Flood risk analysis using random forest machine learning method (Case study: Mashhad city)

Document Type : Research Article

Authors

1 Environment

2 Department of Envi. Sci., Gorgan University of Agri. Sci. & Natural Resources, Gorgan, Iran

3 Dept. of Environmental Planning & Design - Gorgan Univ. of Agricultural Sciences & Natural Resources (GUASNR) Gorgan, Iran

4 Associate Professor, Department of Geography, University of Rennes, Rennes, France, CNRS.

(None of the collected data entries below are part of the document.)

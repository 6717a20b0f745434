// navball_sim/src/simulation/plugins/host/mod.rs

use bevy::app::AppExit;
use bevy::window::{PrimaryWindow, WindowResized};
use navball_core::config::PanelConfig;
use std::cell::Cell;

use crate::cli::Cli;
use crate::prelude::*;
use crate::simulation::config::StateStore;
use crate::simulation::core::topics::DeliveryCursor;
use crate::simulation::plugins::scene::NavballAssets;

// =========================================================================
// == The Render Host ==
// =========================================================================

/// The Bevy app's side of the panel contract: it records subscriptions,
/// persists the configuration and holds the latest settings form.
#[derive(Debug, Default)]
pub struct BevyHost {
    subscriptions: Vec<String>,
    /// `None` runs without saving or restoring anything.
    store: Option<StateStore>,
    settings: Option<SettingsTree>,
    /// Bumped on every settings form the panel publishes.
    settings_revision: u64,
}

impl BevyHost {
    pub fn new(store: Option<StateStore>) -> Self {
        Self {
            store,
            ..Default::default()
        }
    }

    /// The topics the panel currently wants delivered.
    pub fn subscriptions(&self) -> &[String] {
        &self.subscriptions
    }

    pub fn settings(&self) -> Option<&SettingsTree> {
        self.settings.as_ref()
    }

    pub fn settings_revision(&self) -> u64 {
        self.settings_revision
    }
}

impl RenderHost for BevyHost {
    fn subscribe(&mut self, topics: &[String]) {
        if topics != self.subscriptions.as_slice() {
            info!("Navball subscribed to {:?}", topics);
        }
        self.subscriptions = topics.to_vec();
    }

    fn save_state(&mut self, config: &PanelConfig) {
        let Some(store) = &self.store else {
            return;
        };
        match store.save(config) {
            Ok(()) => debug!("Saved panel state to '{}'", store.path().display()),
            Err(e) => error!("{}", e),
        }
    }

    fn restore_state(&self) -> Option<PanelConfig> {
        let store = self.store.as_ref()?;
        match store.load() {
            Ok(config) => config,
            Err(e) => {
                warn!("Ignoring saved panel state: {}", e);
                None
            }
        }
    }

    fn update_settings(&mut self, tree: SettingsTree) {
        self.settings = Some(tree);
        self.settings_revision += 1;
    }
}

/// The mounted panel. `None` before mounting, after a failed mount and
/// after teardown.
#[derive(Resource, Default)]
pub struct NavballPanelResource(pub Option<NavballPanel<BevyHost, MirrorRenderer>>);

impl NavballPanelResource {
    pub fn get(&self) -> Option<&NavballPanel<BevyHost, MirrorRenderer>> {
        self.0.as_ref()
    }

    pub fn get_mut(&mut self) -> Option<&mut NavballPanel<BevyHost, MirrorRenderer>> {
        self.0.as_mut()
    }
}

// =========================================================================
// == Plugin ==
// =========================================================================

pub struct NavballHostPlugin;

impl Plugin for NavballHostPlugin {
    fn build(&self, app: &mut App) {
        app.init_resource::<NavballPanelResource>()
            // Vehicle topics and render assets are created in `Startup`.
            .add_systems(PostStartup, mount_panel)
            .add_systems(
                Update,
                (forward_window_resizes, deliver_frame, render_tick)
                    .chain()
                    .in_set(NavballSet::Delivery),
            )
            .add_systems(Last, unmount_on_exit);
    }
}

// =========================================================================
// == Systems ==
// =========================================================================

fn mount_panel(
    settings: Res<AppSettings>,
    cli: Option<Res<Cli>>,
    assets: Option<Res<NavballAssets>>,
    windows: Query<&Window, With<PrimaryWindow>>,
    mut panel_res: ResMut<NavballPanelResource>,
) {
    let store = cli
        .and_then(|cli| cli.state_file())
        .map(StateStore::new);
    if let Some(store) = &store {
        info!("Panel state file: '{}'", store.path().display());
    }

    let renderer = if assets.is_some() {
        MirrorRenderer::new()
    } else {
        MirrorRenderer::unavailable()
    };

    match NavballPanel::mount(BevyHost::new(store), renderer, settings.schemas.clone()) {
        Ok(mut panel) => {
            if let Ok(window) = windows.single() {
                panel.resize(window.physical_width(), window.physical_height());
            }
            panel_res.0 = Some(panel);
        }
        Err(e) => warn!("Navball panel disabled: {}", e),
    }
}

fn forward_window_resizes(
    mut events: EventReader<WindowResized>,
    windows: Query<&Window, With<PrimaryWindow>>,
    mut panel_res: ResMut<NavballPanelResource>,
) {
    // Only the newest size matters.
    let Some(event) = events.read().last() else {
        return;
    };
    let Some(panel) = panel_res.get_mut() else {
        return;
    };
    if let Ok(window) = windows.get(event.window) {
        panel.resize(window.physical_width(), window.physical_height());
    }
}

/// One host tick: hand the panel what changed on the bus and wait for its
/// done signal before moving the cursor.
fn deliver_frame(
    bus: Res<TelemetryBus>,
    mut cursor: ResMut<DeliveryCursor>,
    mut panel_res: ResMut<NavballPanelResource>,
) {
    let Some(panel) = panel_res.get_mut() else {
        return;
    };
    if panel.phase() == PanelPhase::Unmounted {
        return;
    }

    let revision = bus.revision();
    let topics = (cursor.topics_revision != Some(revision)).then(|| bus.topic_list());

    let newest = bus.newest_id();
    let messages = (newest != cursor.last_id).then(|| {
        bus.frame_messages(panel.host().subscriptions())
            .into_iter()
            .map(|stamped| stamped.message)
            .collect()
    });

    let done = Cell::new(false);
    let result = panel.on_frame(
        FrameBatch::new(topics, messages),
        FrameDone::new(|| done.set(true)),
    );
    if let Err(e) = result {
        warn!("Frame was not applied: {}", e);
    }

    if done.get() {
        cursor.last_id = newest;
        cursor.topics_revision = Some(revision);
    } else {
        warn!("Navball did not finish its frame; redelivering.");
    }
}

fn render_tick(mut panel_res: ResMut<NavballPanelResource>) {
    if let Some(panel) = panel_res.get_mut() {
        panel.render();
    }
}

fn unmount_on_exit(mut exits: EventReader<AppExit>, mut panel_res: ResMut<NavballPanelResource>) {
    if exits.read().next().is_none() {
        return;
    }
    if let Some(panel) = panel_res.get_mut() {
        panel.unmount();
    }
}

#[cfg(test)]
mod tests {
    use super::*;
    use crate::simulation::core::simulation_setup::SimulationSetupPlugin;
    use serde_json::json;

    /// A headless app with the bus, the host systems and a mounted panel.
    fn test_app() -> App {
        let mut app = App::new();
        app.add_plugins(MinimalPlugins)
            .insert_resource(AppSettings::default())
            .add_plugins(SimulationSetupPlugin)
            .add_event::<WindowResized>()
            .add_event::<AppExit>()
            .init_resource::<NavballPanelResource>()
            .add_systems(
                Update,
                (forward_window_resizes, deliver_frame, render_tick)
                    .chain()
                    .in_set(NavballSet::Delivery),
            )
            .add_systems(Last, unmount_on_exit);

        let panel = NavballPanel::mount(
            BevyHost::new(None),
            MirrorRenderer::new(),
            PanelSchemas::default(),
        )
        .unwrap();
        app.world_mut().resource_mut::<NavballPanelResource>().0 = Some(panel);

        let mut bus = app.world_mut().resource_mut::<TelemetryBus>();
        bus.create_topic("/att", "Quaternion", 8);
        bus.create_topic("/vel", "Vector3", 8);
        app
    }

    fn panel(app: &App) -> &NavballPanel<BevyHost, MirrorRenderer> {
        app.world().resource::<NavballPanelResource>().get().unwrap()
    }

    #[test]
    fn first_frame_delivers_topics_and_defaults_the_selection() {
        let mut app = test_app();
        app.update();

        let panel = panel(&app);
        assert_eq!(panel.topics().len(), 2);
        assert_eq!(panel.config().orientation_topic.as_deref(), Some("/att"));
        assert_eq!(panel.host().subscriptions(), ["/att".to_string()]);
        assert_eq!(panel.phase(), PanelPhase::Idle);
        assert!(panel.host().settings().is_some());

        let cursor = app.world().resource::<DeliveryCursor>();
        assert_eq!(cursor.topics_revision, Some(2));
    }

    #[test]
    fn published_attitude_reaches_the_sphere() {
        let mut app = test_app();
        app.update();

        app.world_mut()
            .resource_mut::<TelemetryBus>()
            .publish("/att", json!({"x": 0.0, "y": 0.0, "z": 0.7071067811865476, "w": 0.7071067811865476}));
        app.update();

        let panel = panel(&app);
        let scene = panel.scene().unwrap();
        // ENU z lands in the render j component.
        assert!((scene.orientation().j - 0.7071067811865476).abs() < 1e-12);
        assert_eq!(app.world().resource::<DeliveryCursor>().last_id, Some(0));
    }

    #[test]
    fn a_burst_between_frames_shows_its_newest_attitude() {
        let mut app = test_app();
        app.update();

        {
            let mut bus = app.world_mut().resource_mut::<TelemetryBus>();
            bus.publish("/att", json!({"x": 0.0, "y": 0.0, "z": 0.0, "w": 1.0}));
            bus.publish("/att", json!({"x": 0.0, "y": 0.0, "z": 0.7071067811865476, "w": 0.7071067811865476}));
        }
        app.update();
        let orientation = panel(&app).scene().unwrap().orientation();
        assert!((orientation.j - 0.7071067811865476).abs() < 1e-12);
        assert!((orientation.w - 0.7071067811865476).abs() < 1e-12);
        assert_eq!(app.world().resource::<DeliveryCursor>().last_id, Some(1));

        // A quiet tick keeps the newer attitude on screen.
        app.update();
        let orientation = panel(&app).scene().unwrap().orientation();
        assert!((orientation.j - 0.7071067811865476).abs() < 1e-12);
    }

    #[test]
    fn heading_survives_frames_without_a_new_velocity_sample() {
        let mut app = test_app();
        app.update();
        app.world_mut()
            .resource_mut::<NavballPanelResource>()
            .get_mut()
            .unwrap()
            .select_heading_topic(Some("/vel".to_string()))
            .unwrap();

        app.world_mut()
            .resource_mut::<TelemetryBus>()
            .publish("/vel", json!({"x": 1.0, "y": 0.0, "z": 0.0}));
        app.update();
        assert!(panel(&app).scene().unwrap().heading().is_some());

        // Only attitude arrives this frame; the last velocity is carried over.
        app.world_mut()
            .resource_mut::<TelemetryBus>()
            .publish("/att", json!({"x": 0.0, "y": 0.0, "z": 0.0, "w": 1.0}));
        app.update();
        let heading = panel(&app).scene().unwrap().heading().unwrap();
        assert!((heading - std::f64::consts::FRAC_PI_2).abs() < 1e-12);
    }

    #[test]
    fn exit_unmounts_the_panel() {
        let mut app = test_app();
        app.update();

        app.world_mut().send_event(AppExit::Success);
        app.update();

        let panel = panel(&app);
        assert_eq!(panel.phase(), PanelPhase::Unmounted);
        assert!(panel.host().subscriptions().is_empty());
        assert_eq!(panel.renderer().node_count(), 0);
    }
}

10.22059/ije.2022.346677.1667

Abstract

Flood risk analysis using random forest machine learning method

(Case study: Mashhad city)







Abstract



Flood is one of the most common natural disasters and causes a lot of financial and human losses. Although the amount of rainfall is low in many regions of Iran, in many regions, the highest amount of annual rainfall occurs in only one day or a short period of time, which leads to floods. Due to the geological structure and the destruction of the ecosystem, the flowing water during the flood can be very polluted and often carries a lot of mud, which adds to the damage of the flood. To reduce potential flood damage, planners and decision makers must be aware of when and where floods occur. This requires the use of new flood forecasting methods and prevention of its damages. In this study, the Random Forest (RF) machine learning method was used to predict the location of floods in Mashhad City and its performance was investigated. Also, the effect of each of the factors of Elevation, slope, aspect, TWI, SPI, distance from waterways, geology, land use, density of waterways, and rainfall in this forecast is examined. Validation results using training data for RF models show the area under the curve (AUC) (95%). In general, the results showed that the RF model has a high accuracy in determining flood sensitive areas in the Mashhad basin.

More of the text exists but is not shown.